Stored data:

════════════════

//! Core enums used throughout the application.

use std::str::FromStr;

use serde::{Deserialize, Serialize};

/// Lifecycle state of a simulation run.
///
/// Persisted as a single lowercase word in the durable status marker so
/// that the state survives a process restart. `Launched` is set by the
/// playback engine once replay begins.
#[derive(Debug, Clone, Copy, PartialEq, Eq, Serialize, Deserialize)]
#[serde(rename_all = "lowercase")]
pub enum RunStatus {
    /// Run accepted, stages not yet executing.
    Startup,
    /// Stages executing.
    Running,
    /// Run halted, either by user request or a stage failure.
    Cancelled,
    /// All stages finished and bundles archived.
    Completed,
    /// Playback has been started against the run's artifacts.
    Launched,
}

impl RunStatus {
    /// Whether the run is actively producing artifacts.
    ///
    /// The monitor only re-scans while this is true.
    pub fn is_active(&self) -> bool {
        matches!(self, RunStatus::Startup | RunStatus::Running)
    }
}

impl std::fmt::Display for RunStatus {
    fn fmt(&self, f: &mut std::fmt::Formatter<'_>) -> std::fmt::Result {
        let s = match self {
            RunStatus::Startup => "startup",
            RunStatus::Running => "running",
            RunStatus::Cancelled => "cancelled",
            RunStatus::Completed => "completed",
            RunStatus::Launched => "launched",
        };
        write!(f, "{}", s)
    }
}

impl FromStr for RunStatus {
    type Err = String;

    fn from_str(s: &str) -> Result<Self, Self::Err> {
        match s.trim() {
            "startup" => Ok(RunStatus::Startup),
            "running" => Ok(RunStatus::Running),
            "cancelled" => Ok(RunStatus::Cancelled),
            "completed" => Ok(RunStatus::Completed),
            "launched" => Ok(RunStatus::Launched),
            other => Err(format!("unknown run status: {:?}", other)),
        }
    }
}

/// State of the playback clock machine.
#[derive(Debug, Clone, Copy, PartialEq, Eq, Default, Serialize, Deserialize)]
#[serde(rename_all = "lowercase")]
pub enum PlaybackState {
    /// No playback spec has been launched.
    #[default]
    Idle,
    /// Clock advances on each tick.
    Running,
    /// Clock frozen; resume keeps the current value.
    Paused,
    /// Clock reached the end of the playback window.
    Complete,
}

impl std::fmt::Display for PlaybackState {
    fn fmt(&self, f: &mut std::fmt::Formatter<'_>) -> std::fmt::Result {
        let s = match self {
            PlaybackState::Idle => "idle",
            PlaybackState::Running => "running",
            PlaybackState::Paused => "paused",
            PlaybackState::Complete => "complete",
        };
        write!(f, "{}", s)
    }
}

#[cfg(test)]
mod tests {
    use super::*;

    #[test]
    fn run_status_round_trips_through_marker_text() {
        for status in [
            RunStatus::Startup,
            RunStatus::Running,
            RunStatus::Cancelled,
            RunStatus::Completed,
            RunStatus::Launched,
        ] {
            let text = status.to_string();
            assert_eq!(text.parse::<RunStatus>().unwrap(), status);
        }
    }

    #[test]
    fn run_status_rejects_unknown_text() {
        assert!("finished".parse::<RunStatus>().is_err());
    }

    #[test]
    fn active_states() {
        assert!(RunStatus::Startup.is_active());
        assert!(RunStatus::Running.is_active());
        assert!(!RunStatus::Cancelled.is_active());
        assert!(!RunStatus::Completed.is_active());
        assert!(!RunStatus::Launched.is_active());
    }

    #[test]
    fn run_status_serializes_lowercase() {
        let json = serde_json::to_string(&RunStatus::Cancelled).unwrap();
        assert_eq!(json, "\"cancelled\"");
    }
}
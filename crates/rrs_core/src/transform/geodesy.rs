//! Spherical-earth geodesy for relocating placefile coordinates.
//!
//! A point is moved by computing its distance and initial bearing from
//! the origin site (haversine), then projecting that same distance and
//! bearing outward from the destination site.

/// Earth radius in meters.
pub const EARTH_RADIUS_M: f64 = 6_378_137.0;

/// A decimal-degree coordinate pair.
#[derive(Debug, Clone, Copy, PartialEq)]
pub struct LatLon {
    pub lat: f64,
    pub lon: f64,
}

impl LatLon {
    pub fn new(lat: f64, lon: f64) -> Self {
        Self { lat, lon }
    }
}

/// Great-circle distance (meters) and initial bearing (degrees, 0..360)
/// from `origin` to `point`.
///
/// The haversine intermediate is floored at zero before the square root
/// so floating-point overshoot cannot produce a domain error. The floor
/// is deliberately one-sided (no cap at 1); near-antipodal behavior is
/// unchanged from upstream.
pub fn distance_and_bearing(origin: LatLon, point: LatLon) -> (f64, f64) {
    let phi1 = origin.lat.to_radians();
    let phi2 = point.lat.to_radians();
    let d_phi = (point.lat - origin.lat).to_radians();
    let d_lambda = (point.lon - origin.lon).to_radians();

    let a = (d_phi / 2.0).sin().powi(2)
        + phi1.cos() * phi2.cos() * (d_lambda / 2.0).sin().powi(2);
    let a = a.max(0.0);
    let c = 2.0 * a.sqrt().atan2((1.0 - a).sqrt());
    let distance = EARTH_RADIUS_M * c;

    let y = d_lambda.sin() * phi2.cos();
    let x = phi1.cos() * phi2.sin() - phi1.sin() * phi2.cos() * d_lambda.cos();
    let bearing = (y.atan2(x).to_degrees() + 360.0) % 360.0;

    (distance, bearing)
}

/// Project `distance` meters at `bearing` degrees outward from `from`.
pub fn project(from: LatLon, distance: f64, bearing: f64) -> LatLon {
    let phi = from.lat.to_radians();
    let lambda = from.lon.to_radians();
    let angular = distance / EARTH_RADIUS_M;
    let theta = bearing.to_radians();

    let phi_out =
        (phi.sin() * angular.cos() + phi.cos() * angular.sin() * theta.cos()).asin();
    let lambda_out = lambda
        + (theta.sin() * angular.sin() * phi.cos())
            .atan2(angular.cos() - phi.sin() * phi_out.sin());

    LatLon::new(phi_out.to_degrees(), lambda_out.to_degrees())
}

/// Relocate `point` so it keeps its range and azimuth relative to
/// `destination` instead of `origin`.
pub fn relocate(point: LatLon, origin: LatLon, destination: LatLon) -> LatLon {
    let (distance, bearing) = distance_and_bearing(origin, point);
    project(destination, distance, bearing)
}

#[cfg(test)]
mod tests {
    use super::*;

    const KTLX: LatLon = LatLon {
        lat: 35.3331,
        lon: -97.2778,
    };
    const KGRR: LatLon = LatLon {
        lat: 42.8939,
        lon: -85.5449,
    };

    #[test]
    fn zero_distance_at_origin() {
        let (d, _) = distance_and_bearing(KTLX, KTLX);
        assert!(d.abs() < 1e-6);
    }

    #[test]
    fn known_bearing_quadrants() {
        // Due-ish north of the origin.
        let north = LatLon::new(KTLX.lat + 0.5, KTLX.lon);
        let (_, bearing) = distance_and_bearing(KTLX, north);
        assert!(bearing < 1.0 || bearing > 359.0);

        // East of the origin.
        let east = LatLon::new(KTLX.lat, KTLX.lon + 0.5);
        let (_, bearing) = distance_and_bearing(KTLX, east);
        assert!((bearing - 90.0).abs() < 1.0);
    }

    #[test]
    fn relocation_preserves_range() {
        let point = LatLon::new(35.5021, -97.0133);
        let moved = relocate(point, KTLX, KGRR);
        let (d_before, _) = distance_and_bearing(KTLX, point);
        let (d_after, _) = distance_and_bearing(KGRR, moved);
        assert!((d_before - d_after).abs() < 0.5);
    }

    #[test]
    fn round_trip_is_sub_meter() {
        let point = LatLon::new(35.5021, -97.0133);
        let there = relocate(point, KTLX, KGRR);
        let back = relocate(there, KGRR, KTLX);
        // 1e-7 degrees is roughly a centimeter of latitude.
        assert!((back.lat - point.lat).abs() < 1e-7);
        assert!((back.lon - point.lon).abs() < 1e-7);
    }

    #[test]
    fn haversine_term_of_one_is_well_defined() {
        // Antipodal longitudes on the equator drive the intermediate to
        // exactly 1.0; the distance must stay finite, not NaN or panic.
        let a = LatLon::new(0.0, 0.0);
        let b = LatLon::new(0.0, 180.0);
        let (d, bearing) = distance_and_bearing(a, b);
        assert!(d.is_finite());
        assert!(bearing.is_finite());
        assert!((d - EARTH_RADIUS_M * std::f64::consts::PI).abs() < 1.0);
    }

    #[test]
    fn negative_overshoot_is_floored() {
        // Identical points can produce a tiny negative intermediate from
        // rounding; the floor keeps sqrt in-domain.
        let p = LatLon::new(41.123456789, -93.987654321);
        let (d, _) = distance_and_bearing(p, p);
        assert!(d >= 0.0);
        assert!(d.is_finite());
    }
}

════════════════

_ACTION ITEM_
Starting with the line above that holds "let y = d_lambda.sin() * phi2.cos();" and stopping with the line that holds "let moved = relocate(point, KTLX, KGRR);", reproduce each line exactly, omitting all other lines.

_EXPECTED OUTPUT_
    let y = d_lambda.sin() * phi2.cos();
    let x = phi1.cos() * phi2.sin() - phi1.sin() * phi2.cos() * d_lambda.cos();
    let bearing = (y.atan2(x).to_degrees() + 360.0) % 360.0;

    (distance, bearing)
}

/// Project `distance` meters at `bearing` degrees outward from `from`.
pub fn project(from: LatLon, distance: f64, bearing: f64) -> LatLon {
    let phi = from.lat.to_radians();
    let lambda = from.lon.to_radians();
    let angular = distance / EARTH_RADIUS_M;
    let theta = bearing.to_radians();

    let phi_out =
        (phi.sin() * angular.cos() + phi.cos() * angular.sin() * theta.cos()).asin();
    let lambda_out = lambda
        + (theta.sin() * angular.sin() * phi.cos())
            .atan2(angular.cos() - phi.sin() * phi_out.sin());

    LatLon::new(phi_out.to_degrees(), lambda_out.to_degrees())
}

/// Relocate `point` so it keeps its range and azimuth relative to
/// `destination` instead of `origin`.
pub fn relocate(point: LatLon, origin: LatLon, destination: LatLon) -> LatLon {
    let (distance, bearing) = distance_and_bearing(origin, point);
    project(destination, distance, bearing)
}

#[cfg(test)]
mod tests {
    use super::*;

    const KTLX: LatLon = LatLon {
        lat: 35.3331,
        lon: -97.2778,
    };
    const KGRR: LatLon = LatLon {
        lat: 42.8939,
        lon: -85.5449,
    };

    #[test]
    fn zero_distance_at_origin() {
        let (d, _) = distance_and_bearing(KTLX, KTLX);
        assert!(d.abs() < 1e-6);
    }

    #[test]
    fn known_bearing_quadrants() {
        // Due-ish north of the origin.
        let north = LatLon::new(KTLX.lat + 0.5, KTLX.lon);
        let (_, bearing) = distance_and_bearing(KTLX, north);
        assert!(bearing < 1.0 || bearing > 359.0);

        // East of the origin.
        let east = LatLon::new(KTLX.lat, KTLX.lon + 0.5);
        let (_, bearing) = distance_and_bearing(KTLX, east);
        assert!((bearing - 90.0).abs() < 1.0);
    }

    #[test]
    fn relocation_preserves_range() {
        let point = LatLon::new(35.5021, -97.0133);
        let moved = relocate(point, KTLX, KGRR);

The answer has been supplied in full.